HULIAIPOLE, Ukraine (Reuters) -Bundled in layers of clothing and clutching her cane inside an evacuation van, 84-year-old Polina Plyushchii said the threat of drones and other weapons had made it too dangerous to step outside her home near southeastern Ukraine’s front line.
“You’re in your own house, your own yard – and you can’t go out,” she said, preparing to leave the village of Huliaipole, less than 10 km (6 miles) away from fierce battles between Russian and Ukrainian troops.
Ukrainian rescuers are racing to get remaining civilians out of the line of fire along a stretch of the southern front line in Zaporizhzhia region after the security situation abruptly deteriorated in the face of Russian advances in recent days.

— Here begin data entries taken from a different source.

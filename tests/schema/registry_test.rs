#[path = "../common/mod.rs"]
mod common;

use async_trait::async_trait;
use dossier::schema::{
    EntityDescriptor, ForeignKey, Relationship, SchemaError, SchemaRegistry, SchemaSource,
    StaticSchemaSource,
};

use common::{case_descriptors, case_registry};

/// A source whose backend is down.
struct Unreachable;

#[async_trait]
impl SchemaSource for Unreachable {
    async fn fetch_entities(&self) -> Result<Vec<EntityDescriptor>, SchemaError> {
        Err(SchemaError::SourceUnavailable("connection refused".into()))
    }
}

#[test]
fn test_entities_keep_source_order() {
    let registry = case_registry();
    let names: Vec<&str> = registry
        .list_entities()
        .iter()
        .map(|e| e.name.as_str())
        .collect();
    assert_eq!(names, vec!["departments", "users", "citizens", "cases", "tasks"]);
    assert!(!registry.is_degraded());
}

#[test]
fn test_relationships_are_outgoing_only() {
    let registry = case_registry();

    let from_cases = registry.relationships_from("cases").unwrap();
    assert_eq!(from_cases.len(), 3);
    assert_eq!(
        from_cases[0],
        Relationship {
            source_entity: "cases".into(),
            source_column: "assigned_to".into(),
            target_entity: "users".into(),
            target_column: "id".into(),
        }
    );

    // citizens is referenced by cases but owns no foreign keys itself
    assert!(registry.relationships_from("citizens").unwrap().is_empty());
}

#[test]
fn test_require_field() {
    let registry = case_registry();
    assert!(registry.require_field("cases", "title").is_ok());
    assert_eq!(
        registry.require_field("cases", "nope"),
        Err(SchemaError::UnknownField {
            entity: "cases".into(),
            field: "nope".into()
        })
    );
    assert_eq!(
        registry.require_field("invoices", "id"),
        Err(SchemaError::UnknownEntity("invoices".into()))
    );
}

#[test]
fn test_rejects_duplicate_entity() {
    let mut descriptors = case_descriptors();
    descriptors.push(EntityDescriptor::new("users", ["id"]));
    assert_eq!(
        SchemaRegistry::from_descriptors(descriptors).unwrap_err(),
        SchemaError::DuplicateEntity("users".into())
    );
}

#[test]
fn test_rejects_fk_to_unknown_entity() {
    let err = SchemaRegistry::from_descriptors(vec![EntityDescriptor::new(
        "cases",
        ["id", "owner_id"],
    )
    .with_foreign_key(ForeignKey::new("owner_id", "owners", "id"))])
    .unwrap_err();
    assert_eq!(err, SchemaError::UnknownEntity("owners".into()));
}

#[test]
fn test_rejects_fk_to_missing_target_column() {
    let err = SchemaRegistry::from_descriptors(vec![
        EntityDescriptor::new("users", ["user_id"]),
        EntityDescriptor::new("cases", ["id", "assigned_to"])
            .with_foreign_key(ForeignKey::new("assigned_to", "users", "id")),
    ])
    .unwrap_err();
    assert_eq!(
        err,
        SchemaError::UnknownField {
            entity: "users".into(),
            field: "id".into()
        }
    );
}

#[test]
fn test_rejects_invalid_names() {
    let err = SchemaRegistry::from_descriptors(vec![EntityDescriptor::new(
        "case files",
        ["id"],
    )])
    .unwrap_err();
    assert!(matches!(err, SchemaError::InvalidName(_)));

    let err = SchemaRegistry::from_descriptors(vec![EntityDescriptor::new(
        "cases",
        ["id", "title; drop"],
    )])
    .unwrap_err();
    assert_eq!(err, SchemaError::InvalidName("cases.title; drop".into()));
}

#[test]
fn test_route_hint_for_indirect_entities() {
    let registry = case_registry();
    assert_eq!(
        registry.find_route("tasks", "users").unwrap(),
        vec!["tasks", "cases", "users"]
    );
    assert_eq!(registry.find_route("cases", "users").unwrap(), vec!["cases", "users"]);
    assert!(registry.find_route("users", "cases").is_none());
    assert!(registry.find_route("cases", "invoices").is_none());
}

#[tokio::test]
async fn test_load_from_json_document() {
    let source = StaticSchemaSource::from_json_str(
        r#"{"entities": [
            {"name": "users", "fields": ["id", "name"]},
            {"name": "cases", "fields": ["id", "title", "assigned_to"],
             "foreign_keys": [
                {"column": "assigned_to", "references_table": "users", "references_column": "id"}
             ]}
        ]}"#,
    )
    .unwrap();

    let registry = SchemaRegistry::load(&source).await;
    assert!(!registry.is_degraded());
    assert_eq!(registry.list_entities().len(), 2);
    assert_eq!(registry.relationships_from("cases").unwrap().len(), 1);
}

#[tokio::test]
async fn test_load_from_toml_document() {
    let source = StaticSchemaSource::from_toml_str(
        r#"
[[entities]]
name = "departments"
fields = ["id", "name"]

[[entities]]
name = "users"
fields = ["id", "name", "department_id"]

[[entities.foreign_keys]]
column = "department_id"
references_table = "departments"
references_column = "id"
"#,
    )
    .unwrap();

    let registry = SchemaRegistry::try_load(&source).await.unwrap();
    let rel = &registry.relationships_from("users").unwrap()[0];
    assert_eq!(rel.target_entity, "departments");
}

#[tokio::test]
async fn test_unavailable_source_degrades_to_core_entities() {
    let registry = SchemaRegistry::load(&Unreachable).await;
    assert!(registry.is_degraded());
    for core in ["cases", "users", "departments", "citizens", "tasks"] {
        assert!(registry.get_entity(core).is_ok(), "missing {}", core);
    }
}

#[tokio::test]
async fn test_inconsistent_source_degrades_too() {
    let source = StaticSchemaSource::new(vec![EntityDescriptor::new("cases", ["id", "x"])
        .with_foreign_key(ForeignKey::new("x", "ghosts", "id"))]);
    assert!(SchemaRegistry::try_load(&source).await.is_err());
    assert!(SchemaRegistry::load(&source).await.is_degraded());
}

#[tokio::test]
async fn test_try_load_surfaces_source_error() {
    let err = SchemaRegistry::try_load(&Unreachable).await.unwrap_err();
    assert_eq!(
        err,
        SchemaError::SourceUnavailable("connection refused".into())
    );
}
//! Query planner - converts report configuration into executable plans.
//!
//! Two compilation modes:
//! 1. Row queries: base entity + columns + filters → [`QueryPlan`] with
//!    one-hop LEFT joins resolved by [`JoinBuilder`].
//! 2. Scalar metrics: entity + field + aggregation → [`ScalarQueryPlan`].

pub mod compiler;
pub mod join_builder;
pub mod plan;

pub use compiler::{QueryCompiler, DEFAULT_ROW_LIMIT};
pub use join_builder::JoinBuilder;
pub use plan::{
    JoinStep, JoinType, MetricField, Predicate, Projection, QueryPlan, ScalarQueryPlan,
    TableColumn,
};

use crate::model::{Aggregation, ChartError, ColumnRefError, FilterOperator};
use crate::schema::SchemaError;
use thiserror::Error;

/// Errors that can occur while resolving joins.
#[derive(Debug, Clone, PartialEq, Eq, Error)]
pub enum JoinError {
    #[error(transparent)]
    Schema(#[from] SchemaError),

    #[error("no direct relationship from '{base}' to '{related}'{}", route_hint(.route))]
    NoDirectRelationship {
        base: String,
        related: String,
        /// Multi-hop route that exists but is not joinable.
        route: Option<Vec<String>>,
    },
}

fn route_hint(route: &Option<Vec<String>>) -> String {
    match route {
        Some(path) if path.len() > 2 => format!(
            " (reachable only via {}; multi-hop joins are not supported)",
            path.join(" -> ")
        ),
        _ => String::new(),
    }
}

pub type JoinResult<T> = Result<T, JoinError>;

/// Errors that can occur during compilation.
#[derive(Debug, Clone, PartialEq, Eq, Error)]
pub enum CompileError {
    #[error("Schema error: {0}")]
    Schema(#[from] SchemaError),

    #[error("Join error: {0}")]
    Join(JoinError),

    #[error("Invalid column reference: {0}")]
    InvalidColumn(#[from] ColumnRefError),

    #[error("Invalid chart: {0}")]
    Chart(#[from] ChartError),

    #[error("At least one column must be selected")]
    NoColumns,

    #[error("'*' can only be used with count, not {0}")]
    WildcardAggregation(Aggregation),

    #[error("Metric field '{0}' must belong to the metric's own entity")]
    QualifiedMetricField(String),

    #[error("Invalid filter on '{field}' ({operator}): {reason}")]
    InvalidFilter {
        field: String,
        operator: FilterOperator,
        reason: String,
    },
}

impl From<JoinError> for CompileError {
    fn from(err: JoinError) -> Self {
        match err {
            JoinError::Schema(e) => CompileError::Schema(e),
            other => CompileError::Join(other),
        }
    }
}

impl CompileError {
    /// What the user sees; the detail goes to the log.
    pub fn user_message(&self) -> &'static str {
        "invalid report configuration"
    }
}

pub type CompileResult<T> = Result<T, CompileError>;
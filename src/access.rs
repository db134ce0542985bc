//! Permission seam.
//!
//! The engine never decides who may see or change a report; it asks a
//! [`PermissionCheck`] supplied by the host application.

use std::fmt;

use crate::model::ReportId;

/// What a permission question is about.
#[derive(Debug, Clone, PartialEq, Eq, Hash)]
pub enum PermissionTarget {
    /// A saved report.
    Report(ReportId),
    /// A module key, i.e. the base entity of an unsaved report.
    Module(String),
}

impl fmt::Display for PermissionTarget {
    fn fmt(&self, f: &mut fmt::Formatter<'_>) -> fmt::Result {
        match self {
            PermissionTarget::Report(id) => write!(f, "report {}", id),
            PermissionTarget::Module(key) => write!(f, "module '{}'", key),
        }
    }
}

pub trait PermissionCheck: Send + Sync {
    fn can_view(&self, target: &PermissionTarget) -> bool;
    fn can_edit(&self, target: &PermissionTarget) -> bool;
}

/// Grants everything. Used by the CLI and in tests.
#[derive(Debug, Clone, Copy, Default)]
pub struct AllowAll;

impl PermissionCheck for AllowAll {
    fn can_view(&self, _target: &PermissionTarget) -> bool {
        true
    }

    fn can_edit(&self, _target: &PermissionTarget) -> bool {
        true
    }
}
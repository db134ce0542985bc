//! Column references.
//!
//! A report names its columns with flat strings: `title` for a field on the
//! base entity, `users.name` for a field on a directly related entity. The
//! strings are parsed exactly once into [`ColumnRef`] so that nothing past
//! this module ever splits on dots again.

use std::fmt;
use std::str::FromStr;

use once_cell::sync::Lazy;
use regex::Regex;
use serde::{Deserialize, Serialize};

static IDENTIFIER: Lazy<Regex> =
    Lazy::new(|| Regex::new(r"^[A-Za-z_][A-Za-z0-9_]*$").expect("identifier pattern is valid"));

/// Returns true if `s` is usable as an entity or field name.
pub fn is_identifier(s: &str) -> bool {
    IDENTIFIER.is_match(s)
}

/// Errors raised while parsing a column reference.
#[derive(Debug, Clone, PartialEq, Eq, thiserror::Error)]
pub enum ColumnRefError {
    #[error("empty column reference")]
    Empty,

    #[error("malformed column reference '{0}': expected 'field' or 'entity.field'")]
    Malformed(String),

    #[error("invalid identifier '{identifier}' in column reference '{reference}'")]
    InvalidIdentifier { reference: String, identifier: String },
}

/// A reference to a column, either on the base entity or on a related one.
#[derive(Debug, Clone, PartialEq, Eq, Hash, PartialOrd, Ord, Serialize, Deserialize)]
#[serde(try_from = "String", into = "String")]
pub enum ColumnRef {
    /// Field on the report's base entity.
    Base(String),
    /// Field on an entity one foreign key away from the base entity.
    Related { entity: String, field: String },
}

impl ColumnRef {
    /// Parse `field` or `entity.field`.
    pub fn parse(s: &str) -> Result<Self, ColumnRefError> {
        let s = s.trim();
        if s.is_empty() {
            return Err(ColumnRefError::Empty);
        }

        let mut parts = s.split('.');
        let first = parts.next().unwrap_or_default();
        let second = parts.next();
        if parts.next().is_some() {
            return Err(ColumnRefError::Malformed(s.to_string()));
        }

        let check = |ident: &str| {
            if ident.is_empty() {
                Err(ColumnRefError::Malformed(s.to_string()))
            } else if !is_identifier(ident) {
                Err(ColumnRefError::InvalidIdentifier {
                    reference: s.to_string(),
                    identifier: ident.to_string(),
                })
            } else {
                Ok(())
            }
        };

        match second {
            None => {
                check(first)?;
                Ok(ColumnRef::Base(first.to_string()))
            }
            Some(field) => {
                check(first)?;
                check(field)?;
                Ok(ColumnRef::Related {
                    entity: first.to_string(),
                    field: field.to_string(),
                })
            }
        }
    }

    pub fn base(field: impl Into<String>) -> Self {
        ColumnRef::Base(field.into())
    }

    pub fn related(entity: impl Into<String>, field: impl Into<String>) -> Self {
        ColumnRef::Related {
            entity: entity.into(),
            field: field.into(),
        }
    }

    /// The bare field name, without any entity prefix.
    pub fn field(&self) -> &str {
        match self {
            ColumnRef::Base(field) => field,
            ColumnRef::Related { field, .. } => field,
        }
    }

    /// The related entity this reference points into, if any.
    pub fn related_entity(&self) -> Option<&str> {
        match self {
            ColumnRef::Base(_) => None,
            ColumnRef::Related { entity, .. } => Some(entity),
        }
    }

    /// The name this column carries in result rows: `title` or `users.name`.
    pub fn qualified_name(&self) -> String {
        self.to_string()
    }
}

impl fmt::Display for ColumnRef {
    fn fmt(&self, f: &mut fmt::Formatter<'_>) -> fmt::Result {
        match self {
            ColumnRef::Base(field) => write!(f, "{}", field),
            ColumnRef::Related { entity, field } => write!(f, "{}.{}", entity, field),
        }
    }
}

impl FromStr for ColumnRef {
    type Err = ColumnRefError;

    fn from_str(s: &str) -> Result<Self, Self::Err> {
        ColumnRef::parse(s)
    }
}

impl TryFrom<String> for ColumnRef {
    type Error = ColumnRefError;

    fn try_from(s: String) -> Result<Self, Self::Error> {
        ColumnRef::parse(&s)
    }
}

impl From<ColumnRef> for String {
    fn from(c: ColumnRef) -> Self {
        c.to_string()
    }
}

/// Parse a list of column strings, failing on the first bad one.
pub fn parse_columns<I, S>(columns: I) -> Result<Vec<ColumnRef>, ColumnRefError>
where
    I: IntoIterator<Item = S>,
    S: AsRef<str>,
{
    columns
        .into_iter()
        .map(|c| ColumnRef::parse(c.as_ref()))
        .collect()
}
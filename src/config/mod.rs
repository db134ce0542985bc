//! Configuration module for Dossier.
//!
//! Handles the settings file and environment variable expansion.

mod settings;

pub use settings::{
    expand_env_vars, DisplaySettings, QuerySettings, SchemaSettings, Settings, SettingsError,
    StoreSettings,
};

Ukraine’s top general, Oleksandr Syrskyi, said on Tuesday the situation had worsened significantly near Huliaipole. The military has said its troops have fallen back from at least six villages in the area over the past two days.
While Ukraine has been evacuating civilians from frontline cities throughout the near four-year-old war, veteran rescuers say it is exceptionally risky now because of swarms of drones that have arrived on the battlefield.
Around 100 km to the northeast, Russian forces appear poised to claim their biggest prize inside Ukraine since early 2024, the ruins of the logistical hub city of Pokrovsk.
Ukrainian soldiers and commanders say they do not have enough troops to hold defensive positions, despite thousands of drones flying above the battlefield which make advances by either side extremely costly.
Russia has been eking out gains in Pokrovsk and beyond by using small, mobile groups of soldiers who probe gaps in enemy defences. Ukraine says many of the troops are killed and wounded but that has not stopped them coming.
In Huliaipole, remnants of nearly four years of fighting litter the landscape: charred, bullet-ridden vehicles lay overturned on the streets and battered appliances spill out of shattered apartment walls.
Rescuers say first person view (FPV) drones guided by fibre-optic cables are a particular threat, because they are immune to the jamming used to fend off drones that are radio-controlled.
“There’s nowhere to buy medicine, there’s no water,” said evacuee Zhanna Puzanova, 55, adding both she and her 88-year-old mother were in poor health.
“We can’t live like that any longer.”
Fleeing residents hold out hope that their home will remain in Ukrainian hands.
“We’ll survive, we’ll last,” said Kateryna Ishchenko, 78. “Our Huliaipole is strong.”